His name was Zerepe, a very intelligent young Indian, who proved highly useful to us in the sequel, but who now refused to accompany us.

He was born in the Mission of Atures; but his father was a Maco, and his mother a native of the nation of the Maypures. He had returned to the woods (al monte), and having lived some years with the unsubdued Indians, he had thus acquired the knowledge of several languages, and the missionary employed him as an interpreter. We obtained with difficulty the pardon of this young man. "Without these acts of severity," we were told, "you would want for everything. The Indians of the Raudales and the Upper Orinoco are a stronger and more laborious race than the inhabitants of the Lower Orinoco. They know that they are much sought after at Angostura. If left to their own will, they would all go down the river to sell their productions, and live in full liberty among the whites. The Missions would be totally deserted."

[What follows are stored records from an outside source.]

//! Room configuration models.

use serde::{Deserialize, Serialize};

use crate::game::{claims::ChallengePolicy, constants::DEFAULT_MAX_PLAYERS, deck::DeckConfig};

/// Deck presets selectable by name.
#[derive(Debug, Clone, Copy, PartialEq, Eq, Serialize, Deserialize)]
#[serde(rename_all = "lowercase")]
pub enum DeckPreset {
    Standard,
    Court,
}

impl std::fmt::Display for DeckPreset {
    fn fmt(&self, f: &mut std::fmt::Formatter<'_>) -> std::fmt::Result {
        match self {
            DeckPreset::Standard => write!(f, "standard"),
            DeckPreset::Court => write!(f, "court"),
        }
    }
}

impl std::str::FromStr for DeckPreset {
    type Err = String;

    fn from_str(s: &str) -> Result<Self, Self::Err> {
        match s.to_lowercase().as_str() {
            "standard" | "full" => Ok(DeckPreset::Standard),
            "court" | "reduced" => Ok(DeckPreset::Court),
            other => Err(format!("unknown deck preset '{other}'")),
        }
    }
}

impl From<DeckPreset> for DeckConfig {
    fn from(preset: DeckPreset) -> Self {
        match preset {
            DeckPreset::Standard => DeckConfig::standard(),
            DeckPreset::Court => DeckConfig::court(),
        }
    }
}

/// Room configuration
#[derive(Debug, Clone, PartialEq, Eq, Serialize, Deserialize)]
pub struct RoomConfig {
    /// Ranks and suits dealt at the start of each game
    pub deck: DeckConfig,

    /// Maximum number of seated players (default: 12)
    pub max_players: usize,

    /// Whether a challenge must name the last claimant
    pub challenge_policy: ChallengePolicy,
}

impl Default for RoomConfig {
    fn default() -> Self {
        Self {
            deck: DeckConfig::standard(),
            max_players: DEFAULT_MAX_PLAYERS,
            challenge_policy: ChallengePolicy::Lenient,
        }
    }
}

impl RoomConfig {
    /// Validate configuration
    pub fn validate(&self) -> Result<(), String> {
        if self.deck.ranks.is_empty() {
            return Err("Deck must have at least one rank".to_string());
        }

        if self.deck.suits.is_empty() {
            return Err("Deck must have at least one suit".to_string());
        }

        if self.deck.size() > u16::MAX as usize {
            return Err("Deck is too large".to_string());
        }

        if self.max_players == 0 {
            return Err("Max players must be at least 1".to_string());
        }

        Ok(())
    }
}
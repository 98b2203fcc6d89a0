//! # Bluff
//!
//! A multiplayer "Cheat"-style bluffing card game engine.
//!
//! Players take turns placing cards face-down on a shared pile while
//! announcing what they played. Any player may challenge the most recent
//! announcement: the cards behind it are revealed, and whoever was wrong
//! picks them up. A round ends when exactly one player still holds cards;
//! that player loses and everyone else wins.
//!
//! ## Core Modules
//!
//! - [`game`]: Deck, room state machine, turn rotation, claims and bluff
//!   resolution, redacted views
//! - [`room`]: One async actor per room, the room registry, and the events
//!   pushed to subscribed connections
//!
//! ## Example
//!
//! ```
//! use bluff::game::{Room, entities::{ClaimDeclaration, ConnectionId, Player, Rank}};
//! use bluff::room::RoomConfig;
//!
//! let host = Player::new(ConnectionId::new(), "alice".to_string(), true);
//! let mut room = Room::new("table".into(), host, RoomConfig::default());
//! room.add_player(Player::new(ConnectionId::new(), "bob".to_string(), false)).unwrap();
//! room.start_game().unwrap();
//!
//! let alice = room.players()[0].id.clone();
//! let card = room.players()[0].hand[0].id;
//! room.play_cards(&alice, &[card], ClaimDeclaration::of_rank(Rank::Ace)).unwrap();
//! assert_eq!(room.pile().len(), 1);
//! ```

/// Core game logic, entities, and rules.
pub mod game;
pub use game::{
    Room, RoomError, RoomResult,
    constants,
    entities::{self, Card, CardId, ClaimDeclaration, ConnectionId, PlayerId, Rank, RoomId, Suit},
};

/// Room actors and the room registry.
pub mod room;
pub use room::{RegistryError, RoomConfig, RoomEvent, RoomManager};
use thiserror::Error;

use crate::game::{RoomError, entities::RoomId};

/// Errors raised by the room registry.
#[derive(Debug, Error)]
pub enum RegistryError {
    #[error("room {0} already exists")]
    AlreadyExists(RoomId),

    #[error("room {0} not found")]
    NotFound(RoomId),

    #[error("room {0} is closed")]
    RoomClosed(RoomId),

    #[error("invalid room configuration: {0}")]
    InvalidConfig(String),

    #[error(transparent)]
    Room(#[from] RoomError),
}

impl RegistryError {
    /// Message placed in a failed acknowledgment.
    pub fn client_message(&self) -> String {
        match self {
            RegistryError::AlreadyExists(_) => "Room exists".to_string(),
            // A room whose actor already stopped is indistinguishable from
            // one that was never created.
            RegistryError::NotFound(_) | RegistryError::RoomClosed(_) => {
                "No such room".to_string()
            }
            RegistryError::InvalidConfig(_) => "Invalid room configuration".to_string(),
            RegistryError::Room(e) => e.client_message(),
        }
    }

    /// Like [`RegistryError::client_message`], worded for `join_room`.
    pub fn join_message(&self) -> String {
        match self {
            RegistryError::Room(e) => e.join_message(),
            other => other.client_message(),
        }
    }
}

pub type RegistryResult<T> = Result<T, RegistryError>;
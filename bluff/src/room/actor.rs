//! Room actor implementation with async message handling.

use std::collections::HashMap;

use tokio::sync::mpsc;

use super::{
    errors::{RegistryError, RegistryResult},
    messages::{HandUpdate, LeaveResponse, RoomEvent, RoomMessage},
};
use crate::game::{
    GameOverView, Room, RoomResult,
    entities::{ConnectionId, Player, PlayerId, RoomId},
};

/// Capacity of a room's inbox.
const INBOX_CAPACITY: usize = 100;

/// Room actor handle for sending messages
#[derive(Clone, Debug)]
pub struct RoomHandle {
    sender: mpsc::Sender<RoomMessage>,
    room_id: RoomId,
}

impl RoomHandle {
    pub fn new(sender: mpsc::Sender<RoomMessage>, room_id: RoomId) -> Self {
        Self { sender, room_id }
    }

    pub fn room_id(&self) -> &RoomId {
        &self.room_id
    }

    /// Send a message to the room
    pub async fn send(&self, message: RoomMessage) -> RegistryResult<()> {
        self.sender
            .send(message)
            .await
            .map_err(|_| RegistryError::RoomClosed(self.room_id.clone()))
    }

    pub fn is_closed(&self) -> bool {
        self.sender.is_closed()
    }
}

/// Actor owning a single room.
///
/// All mutations of a room happen on this actor's task, one message at a
/// time, so each mutation and the events it publishes are observed by every
/// subscriber in the same order.
pub struct RoomActor {
    room: Room,

    /// Message inbox
    inbox: mpsc::Receiver<RoomMessage>,

    /// Event channels of connections seated in the room
    subscribers: HashMap<ConnectionId, mpsc::Sender<RoomEvent>>,

    is_closed: bool,
}

impl RoomActor {
    /// Create an actor for `room`, subscribing its host.
    ///
    /// # Returns
    ///
    /// * `(RoomActor, RoomHandle)` - Actor and handle for sending messages
    pub fn new(room: Room, host_subscriber: mpsc::Sender<RoomEvent>) -> (Self, RoomHandle) {
        let (sender, inbox) = mpsc::channel(INBOX_CAPACITY);
        let handle = RoomHandle::new(sender, room.id().clone());

        let mut subscribers = HashMap::new();
        if let Some(host) = room.players().first() {
            subscribers.insert(host.connection, host_subscriber);
        }

        let actor = Self {
            room,
            inbox,
            subscribers,
            is_closed: false,
        };

        (actor, handle)
    }

    /// Run the room actor event loop
    pub async fn run(mut self) {
        log::info!("Room {} starting", self.room.id());

        // The host sees the lobby as soon as the room exists.
        self.publish(None);

        while let Some(message) = self.inbox.recv().await {
            self.handle_message(message);

            if self.is_closed {
                break;
            }
        }

        log::info!("Room {} closed", self.room.id());
    }

    fn handle_message(&mut self, message: RoomMessage) {
        match message {
            RoomMessage::Join {
                connection,
                name,
                subscriber,
                response,
            } => {
                let result = self.handle_join(connection, name, subscriber);
                let _ = response.send(result);
            }

            RoomMessage::Leave {
                connection,
                response,
            } => {
                let result = self.handle_leave(connection);
                let _ = response.send(result);
            }

            RoomMessage::StartGame { response } => {
                let result = self.room.start_game();
                if result.is_ok() {
                    self.publish(None);
                }
                let _ = response.send(result);
            }

            RoomMessage::PlayCards {
                player_id,
                card_ids,
                declaration,
            } => match self.room.play_cards(&player_id, &card_ids, declaration) {
                Ok(outcome) => self.publish(outcome.game_over),
                Err(e) => {
                    log::debug!("Room {}: ignored play by {}: {}", self.room.id(), player_id, e);
                }
            },

            RoomMessage::CallBluff {
                caller_id,
                claimed_id,
                response,
            } => {
                let result = self
                    .room
                    .call_bluff(&caller_id, &claimed_id)
                    .map(|outcome| {
                        self.publish(outcome.game_over);
                        outcome.resolution
                    });
                let _ = response.send(result);
            }

            RoomMessage::GetState { response } => {
                let _ = response.send(self.room.public_view());
            }

            RoomMessage::GetHand {
                player_id,
                response,
            } => {
                let _ = response.send(self.room.hand_view(&player_id));
            }
        }
    }

    fn handle_join(
        &mut self,
        connection: ConnectionId,
        name: String,
        subscriber: mpsc::Sender<RoomEvent>,
    ) -> RoomResult<PlayerId> {
        let player = Player::new(connection, name, false);
        let player_id = player.id.clone();
        self.room.add_player(player)?;

        self.subscribers.insert(connection, subscriber);
        self.publish(None);

        Ok(player_id)
    }

    fn handle_leave(&mut self, connection: ConnectionId) -> LeaveResponse {
        self.subscribers.remove(&connection);

        let Some(departure) = self.room.remove_connection(&connection) else {
            return LeaveResponse {
                left: false,
                remaining: self.room.players().len(),
            };
        };

        let remaining = self.room.players().len();
        if remaining == 0 {
            // Nobody left to notify; the registry drops the handle.
            self.is_closed = true;
        } else {
            log::debug!(
                "Room {}: {} left, {} remaining",
                self.room.id(),
                departure.player.id,
                remaining
            );
            self.publish(departure.game_over);
        }

        LeaveResponse {
            left: true,
            remaining,
        }
    }

    /// Push the consequences of a mutation to subscribers: the game-over
    /// announcement if the round just ended, then the public state, then
    /// each player's private hand.
    fn publish(&mut self, game_over: Option<GameOverView>) {
        if let Some(game_over) = game_over {
            log::info!(
                "Room {}: game over, {} ({}) holds the last cards",
                self.room.id(),
                game_over.loser_name,
                game_over.loser_id
            );
            self.broadcast(RoomEvent::GameOver(game_over));
        }

        self.broadcast(RoomEvent::RoomState(self.room.public_view()));

        for hand in self.room.hand_views() {
            let event = RoomEvent::YourHand(HandUpdate {
                room_id: self.room.id().clone(),
                player_id: hand.player_id,
                cards: hand.cards,
            });
            self.notify(hand.connection, event);
        }
    }

    fn broadcast(&mut self, event: RoomEvent) {
        let room_id = self.room.id();
        self.subscribers.retain(|connection, sender| {
            match sender.try_send(event.clone()) {
                Ok(_) => true,
                Err(mpsc::error::TrySendError::Full(_)) => {
                    log::warn!(
                        "Room {room_id}: subscriber {connection} channel full, dropping event"
                    );
                    true
                }
                Err(mpsc::error::TrySendError::Closed(_)) => {
                    log::debug!("Room {room_id}: subscriber {connection} disconnected, removing");
                    false
                }
            }
        });
    }

    fn notify(&mut self, connection: ConnectionId, event: RoomEvent) {
        let Some(sender) = self.subscribers.get(&connection) else {
            return;
        };
        match sender.try_send(event) {
            Ok(_) => {}
            Err(mpsc::error::TrySendError::Full(_)) => {
                log::warn!(
                    "Room {}: subscriber {} channel full, dropping hand",
                    self.room.id(),
                    connection
                );
            }
            Err(mpsc::error::TrySendError::Closed(_)) => {
                self.subscribers.remove(&connection);
            }
        }
    }
}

These reasons, I confess, appeared to me more specious than sound. Man, in order to enjoy the advantages of a social state, must no doubt sacrifice a part of his natural rights, and his original independence; but, if the sacrifice imposed on him be not compensated by the benefits of civilization, the savage, wise in his simplicity, retains the wish of returning to the forests that gave him birth. It is because the Indian of the woods is treated like a person in a state of villanage in the greater part of the Missions, because he enjoys not the fruit of his labours, that the Christian establishments on the Orinoco remain deserts. A government founded on the ruins of the liberty of the natives extinguishes the intellectual faculties, or stops their progress.

To say that the savage, like the child, can be governed only by force, is merely to establish false analogies. The Indians of the Orinoco have something infantine in the expression of their joy, and the quick succession of their emotions, but they are not great children; they are as little so as the poor labourers in the east of Europe, whom the barbarism of our feudal institutions has held in the rudest state. To consider the employment of force as the first and sole means of the civilization of the savage, is a principle as far from being true in the education of nations as in the education of youth. Whatever may be the state of weakness or degradation in our species, no faculty is entirely annihilated. The human understanding exhibits only different degrees of strength and development. The savage, like the child, compares the present with the past; he directs his actions, not according to blind instinct, but motives of interest. Reason can everywhere enlighten reason; and its progress will be retarded in proportion as the men who are called upon to bring up youth, or govern nations, substitute constraint and force for that moral influence which can alone unfold the rising faculties, calm the irritated passions, and give stability to social order.